L'uomo nella prosperità non comprende

Salmo 48


[1]Al maestro del coro. Dei figli di Core. Salmo.

[2]Ascoltate, popoli tutti,
porgete orecchio abitanti del mondo,
[3]voi nobili e gente del popolo,
ricchi e poveri insieme.
[4]La mia bocca esprime sapienza,
il mio cuore medita saggezza;
[5]porgerò l'orecchio a un proverbio,
spiegherò il mio enigma sulla cetra.

[6]Perché temere nei giorni tristi,
quando mi circonda la malizia dei perversi?
[7]Essi confidano nella loro forza,
si vantano della loro grande ricchezza.

[8]Nessuno può riscattare se stesso,
o dare a Dio il suo prezzo.
[9]Per quanto si paghi il riscatto di una vita,
non potrà mai bastare
[10]per vivere senza fine,
e non vedere la tomba.
[11]Vedrà morire i sapienti;
lo stolto e l'insensato periranno insieme
e lasceranno ad altri le loro ricchezze.

[12]Il sepolcro sarà loro casa per sempre,
loro dimora per tutte le generazioni,
eppure hanno dato il loro nome alla terra.
[13]Ma l'uomo nella prosperità non comprende,
è come gli animali che periscono.

[14]Questa è la sorte di chi confida in se stesso,
l'avvenire di chi si compiace nelle sue parole.
[15]Come pecore sono avviati agli inferi,
sarà loro pastore la morte;
scenderanno a precipizio nel sepolcro,
svanirà ogni loro parvenza:
gli inferi saranno la loro dimora.

[16]Ma Dio potrà riscattarmi,
mi strapperà dalla mano della morte.
[17]Se vedi un uomo arricchirsi, non temere,
se aumenta la gloria della sua casa.
[18]Quando muore con sé non porta nulla,
né scende con lui la sua gloria.

[19]Nella sua vita si diceva fortunato:
“Ti loderanno, perché ti sei procurato del bene”.
[20]Andrà con la generazione dei suoi padri
che non vedranno mai più la luce.

[21]L'uomo nella prosperità non comprende,
è come gli animali che periscono.

Un detto popolare (vv. 13. 21) fa da guida al sapiente per meditare sulla vanità della ricchezza.

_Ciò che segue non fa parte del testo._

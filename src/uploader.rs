use std::pin::Pin;
use std::sync::Arc;

use bytes::Bytes;
use chrono::Utc;
use futures_core::Stream;
use parking_lot::RwLock;
use tokio::sync::broadcast;
use tracing::{debug, error, info, instrument, warn};

use crate::compress::Compressor;
use crate::config::UploaderConfig;
use crate::error::UploadResult;
use crate::sched::Scheduler;
use crate::store::ItemStore;
use crate::summary::UploadSummary;
use crate::transport::{ConfirmRequest, InitRequest, ProgressSink, UploadTransport};
use crate::types::{
    DeliveryId, ItemId, SourceFile, UploadEvent, UploadItem, UploadStatus, UPLOAD_HEAD_PROGRESS,
};

#[cfg(feature = "image-compression")]
use crate::compress::ImageCompressor;

/// Type alias for boxed event streams (stable Rust compatible)
pub type EventStream = Pin<Box<dyn Stream<Item = UploadEvent> + Send + 'static>>;

type ItemCompleteHook = Arc<dyn Fn(&ItemId, &str) + Send + Sync>;
type AllCompleteHook = Arc<dyn Fn() + Send + Sync>;

/// Raw transfer progress occupies the 5..=95 band of item progress,
/// leaving visible head room for init and tail room for confirm.
const TRANSFER_BAND: f64 = 0.9;

fn scale_transfer_progress(raw: u8) -> u8 {
    UPLOAD_HEAD_PROGRESS + ((raw.min(100) as f64) * TRANSFER_BAND).round() as u8
}

#[derive(Default)]
struct Hooks {
    item_complete: RwLock<Option<ItemCompleteHook>>,
    all_complete: RwLock<Option<AllCompleteHook>>,
}

struct UploaderInner<T, C> {
    delivery_id: DeliveryId,
    transport: T,
    compressor: C,
    config: UploaderConfig,
    store: ItemStore,
    sched: Scheduler,
    events: broadcast::Sender<UploadEvent>,
    hooks: Hooks,
}

/// Bounded-concurrency upload orchestrator for one delivery
///
/// Drives each enqueued file through compression, init, transfer and
/// confirmation, with at most `max_concurrent` items in flight. All
/// state lives in the item store; UI layers subscribe to the event
/// stream or read snapshots, they never hold state of their own.
///
/// Cheap to clone; clones share the same store, queue and event
/// channel.
pub struct Uploader<T: UploadTransport, C: Compressor> {
    inner: Arc<UploaderInner<T, C>>,
}

impl<T: UploadTransport, C: Compressor> Clone for Uploader<T, C> {
    fn clone(&self) -> Self {
        Self {
            inner: self.inner.clone(),
        }
    }
}

#[cfg(feature = "image-compression")]
impl<T: UploadTransport> Uploader<T, ImageCompressor> {
    /// Create an orchestrator with the default image compressor
    pub fn new(delivery_id: DeliveryId, transport: T, config: UploaderConfig) -> Self {
        Self::with_compressor(delivery_id, transport, ImageCompressor::new(), config)
    }
}

impl<T: UploadTransport, C: Compressor> Uploader<T, C> {
    /// Create an orchestrator with a custom compression stage
    pub fn with_compressor(
        delivery_id: DeliveryId,
        transport: T,
        compressor: C,
        config: UploaderConfig,
    ) -> Self {
        let (events, _) = broadcast::channel(1000);
        let sched = Scheduler::new(config.max_concurrent);
        Self {
            inner: Arc::new(UploaderInner {
                delivery_id,
                transport,
                compressor,
                config,
                store: ItemStore::new(),
                sched,
                events,
                hooks: Hooks::default(),
            }),
        }
    }

    /// Register a callback fired after each item is confirmed
    pub fn with_on_item_complete(
        self,
        hook: impl Fn(&ItemId, &str) + Send + Sync + 'static,
    ) -> Self {
        *self.inner.hooks.item_complete.write() = Some(Arc::new(hook));
        self
    }

    /// Register a callback fired once per full queue drain
    pub fn with_on_all_complete(self, hook: impl Fn() + Send + Sync + 'static) -> Self {
        *self.inner.hooks.all_complete.write() = Some(Arc::new(hook));
        self
    }

    /// Add files to the store and pending queue, then dispatch
    ///
    /// Returns the assigned item ids in enqueue order. Must be called
    /// from within a tokio runtime: admitted pipelines are spawned as
    /// tasks.
    #[instrument(skip(self, files), fields(delivery_id = %self.inner.delivery_id))]
    pub fn enqueue(&self, files: Vec<SourceFile>) -> Vec<ItemId> {
        let mut ids = Vec::with_capacity(files.len());
        for file in files {
            let item = UploadItem::new(self.inner.delivery_id.clone(), file);
            let id = item.id.clone();
            self.emit(UploadEvent::Enqueued {
                item_id: id.clone(),
                filename: item.file.name.clone(),
                at: Utc::now(),
            });
            // Insert before push: every pending id must exist in the
            // store as queued.
            self.inner.store.insert(item);
            self.inner.sched.push(id.clone());
            ids.push(id);
        }
        info!("enqueued {} item(s)", ids.len());
        self.dispatch();
        ids
    }

    /// Admit queued items while slots are free
    ///
    /// Re-entrant and idempotent: called after enqueue, retry and
    /// every pipeline completion.
    pub fn dispatch(&self) {
        while let Some(granted) = self.inner.sched.admit() {
            let uploader = self.clone();
            tokio::spawn(async move {
                uploader.run_item(&granted.id).await;
                // Slot is released whatever the pipeline outcome.
                match uploader.inner.sched.release(granted.generation) {
                    Some(drained) => {
                        uploader.dispatch();
                        if drained {
                            uploader.finish_drain();
                        }
                    }
                    // Session was cleared while this pipeline ran.
                    None => debug!(item_id = %granted.id, "stale slot release ignored"),
                }
            });
        }
    }

    /// Reset an errored item and re-queue it at the back
    ///
    /// Silent no-op (returns false) for missing or non-error items.
    /// The pipeline restarts from compression; no partial bytes are
    /// reused.
    #[instrument(skip(self))]
    pub fn retry(&self, id: &ItemId) -> bool {
        let mut reset = false;
        self.inner.store.update(id, |item| {
            if item.status == UploadStatus::Error {
                item.reset_for_retry();
                reset = true;
            }
        });
        if !reset {
            return false;
        }

        self.emit(UploadEvent::Retried {
            item_id: id.clone(),
            at: Utc::now(),
        });
        info!(item_id = %id, "retrying upload");
        self.inner.sched.push(id.clone());
        self.dispatch();
        true
    }

    /// Remove an item unconditionally, whatever its state
    ///
    /// An in-flight pipeline is not aborted; its later updates against
    /// the missing id are silent no-ops.
    #[instrument(skip(self))]
    pub fn remove(&self, id: &ItemId) -> bool {
        // Pending first, so dispatch cannot admit an id the store no
        // longer knows.
        self.inner.sched.remove_pending(id);
        let removed = self.inner.store.remove(id);
        if removed {
            self.emit(UploadEvent::Removed {
                item_id: id.clone(),
                at: Utc::now(),
            });
            info!(item_id = %id, "removed upload item");
        }
        removed
    }

    /// Tear down the whole upload session: store, queue and counter
    /// reset in one step
    #[instrument(skip(self))]
    pub fn clear(&self) {
        self.inner.sched.clear();
        self.inner.store.clear();
        self.emit(UploadEvent::Cleared { at: Utc::now() });
        info!("cleared upload session");
    }

    /// Snapshot of all items, in no particular order
    pub fn items(&self) -> Vec<UploadItem> {
        self.inner.store.snapshot()
    }

    /// Get a clone of a single item
    pub fn get(&self, id: &ItemId) -> Option<UploadItem> {
        self.inner.store.get(id)
    }

    /// Derived counts, flags and aggregate progress
    pub fn summary(&self) -> UploadSummary {
        UploadSummary::from_items(&self.inner.store.snapshot())
    }

    /// Subscribe to state-change events
    pub fn subscribe(&self) -> broadcast::Receiver<UploadEvent> {
        self.inner.events.subscribe()
    }

    /// Event stream for observability (boxed for stable Rust)
    pub fn event_stream(&self) -> EventStream {
        use tokio_stream::{wrappers::BroadcastStream, StreamExt};
        let stream = BroadcastStream::new(self.inner.events.subscribe()).filter_map(|r| r.ok());
        Box::pin(stream)
    }

    /// Delivery this orchestrator uploads into
    pub fn delivery_id(&self) -> &DeliveryId {
        &self.inner.delivery_id
    }

    /// Get configuration
    pub fn config(&self) -> &UploaderConfig {
        &self.inner.config
    }

    fn emit(&self, event: UploadEvent) {
        let _ = self.inner.events.send(event);
    }

    fn set_stage(&self, id: &ItemId, f: impl FnOnce(&mut UploadItem), status: UploadStatus) -> bool {
        if !self.inner.store.update(id, f) {
            return false;
        }
        self.emit(UploadEvent::StageChanged {
            item_id: id.clone(),
            status,
            at: Utc::now(),
        });
        true
    }

    /// Run the full pipeline for one admitted item
    ///
    /// Every stage error is handled here; nothing propagates to the
    /// scheduler or to sibling pipelines.
    async fn run_item(&self, id: &ItemId) {
        // The item may have been removed while it sat in the queue.
        let Some(item) = self.inner.store.get(id) else {
            debug!(item_id = %id, "item gone before dispatch");
            return;
        };

        if !self.set_stage(id, UploadItem::begin_compressing, UploadStatus::Compressing) {
            return;
        }
        let payload = self.compressed_payload(&item).await;

        if !self.set_stage(id, UploadItem::begin_uploading, UploadStatus::Uploading) {
            return;
        }

        match self.run_transfer(&item, payload).await {
            Ok(()) => {
                if self.inner.store.update(id, UploadItem::complete) {
                    self.emit(UploadEvent::Completed {
                        item_id: id.clone(),
                        at: Utc::now(),
                    });
                    // Dependent views of the delivery's asset list are
                    // stale from this point.
                    self.emit(UploadEvent::AssetsInvalidated {
                        delivery_id: self.inner.delivery_id.clone(),
                        at: Utc::now(),
                    });
                    let hook = self.inner.hooks.item_complete.read().clone();
                    if let Some(hook) = hook {
                        hook(id, &item.file.name);
                    }
                    info!(item_id = %id, filename = %item.file.name, "upload complete");
                }
            }
            Err(err) => {
                let message = err.to_string();
                if self.inner.store.update(id, |it| it.fail(message.clone())) {
                    self.emit(UploadEvent::Failed {
                        item_id: id.clone(),
                        error: message.clone(),
                        at: Utc::now(),
                    });
                    error!(item_id = %id, stage = err.stage(), "{message}");
                }
            }
        }
    }

    /// Best-effort compression; any failure falls back to the
    /// original payload
    async fn compressed_payload(&self, item: &UploadItem) -> Bytes {
        if !self.inner.compressor.is_compressible(&item.file) {
            return item.file.bytes.clone();
        }
        match self
            .inner
            .compressor
            .compress(&item.file, &self.inner.config.compression)
            .await
        {
            Ok(bytes) => {
                debug!(
                    item_id = %item.id,
                    before = item.file.size_bytes,
                    after = bytes.len(),
                    "compressed payload"
                );
                bytes
            }
            Err(err) => {
                warn!(item_id = %item.id, error = %err, "compression failed, using original payload");
                item.file.bytes.clone()
            }
        }
    }

    /// The three network round trips: init, transfer, confirm
    async fn run_transfer(&self, item: &UploadItem, payload: Bytes) -> UploadResult<()> {
        let inner = &self.inner;
        let target = inner
            .transport
            .init_upload(
                &inner.delivery_id,
                InitRequest {
                    filename: item.file.name.clone(),
                    content_type: item.file.content_type.clone(),
                    size_bytes: item.file.size_bytes,
                },
            )
            .await?;
        debug!(item_id = %item.id, upload_id = %target.upload_id, key = %target.key, "write target negotiated");

        let progress_uploader = self.clone();
        let progress_id = item.id.clone();
        let sink: ProgressSink = Arc::new(move |raw| {
            let scaled = scale_transfer_progress(raw);
            let applied = progress_uploader
                .inner
                .store
                .update(&progress_id, |it| it.set_progress(scaled));
            if applied {
                progress_uploader.emit(UploadEvent::Progress {
                    item_id: progress_id.clone(),
                    progress: scaled,
                    at: Utc::now(),
                });
            }
        });
        inner
            .transport
            .transfer(&target, payload.clone(), &item.file.content_type, sink)
            .await?;

        inner
            .transport
            .confirm_upload(
                &inner.delivery_id,
                ConfirmRequest {
                    upload_id: target.upload_id,
                    key: target.key,
                    filename: item.file.name.clone(),
                    content_type: item.file.content_type.clone(),
                    size_bytes: payload.len() as u64,
                },
            )
            .await?;
        Ok(())
    }

    fn finish_drain(&self) {
        self.emit(UploadEvent::Drained { at: Utc::now() });
        let hook = self.inner.hooks.all_complete.read().clone();
        if let Some(hook) = hook {
            hook();
        }
        info!(delivery_id = %self.inner.delivery_id, "upload queue drained");
    }
}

L'autore introduce il suo discorso con una solennità alquanto pretenziosa; egli ritiene di possedere la risposta ai problemi che tormentano più d'una persona; certo non è ancora passato attraverso la crisi di Giobbe. Non vi è dubbio: la fortuna non è in grado di sottrarre il ricco al potere della morte e nessuno può comperare la propria salvezza; al contrario, il povero è contento perché Dio paga per lui ciò che il ricco non può offrire a se stesso con tutto il suo danaro. L'autore sembra convinto altresì che la morte non potrà strappargli definitivamente l'amicizia di Dio; la sorte dei giusti non può essere la medesima di quella degli empi; ci deve pur essere per loro una liberazione da parte di Dio! Tale liberazione qui è soltanto una supposizione: non si sa ancora immaginarla (v. 16). Il cristiano crede che Gesù Cristo ha vinto la morte e che noi risorgeremo con lui (1 Corinzi 15, 54‑57).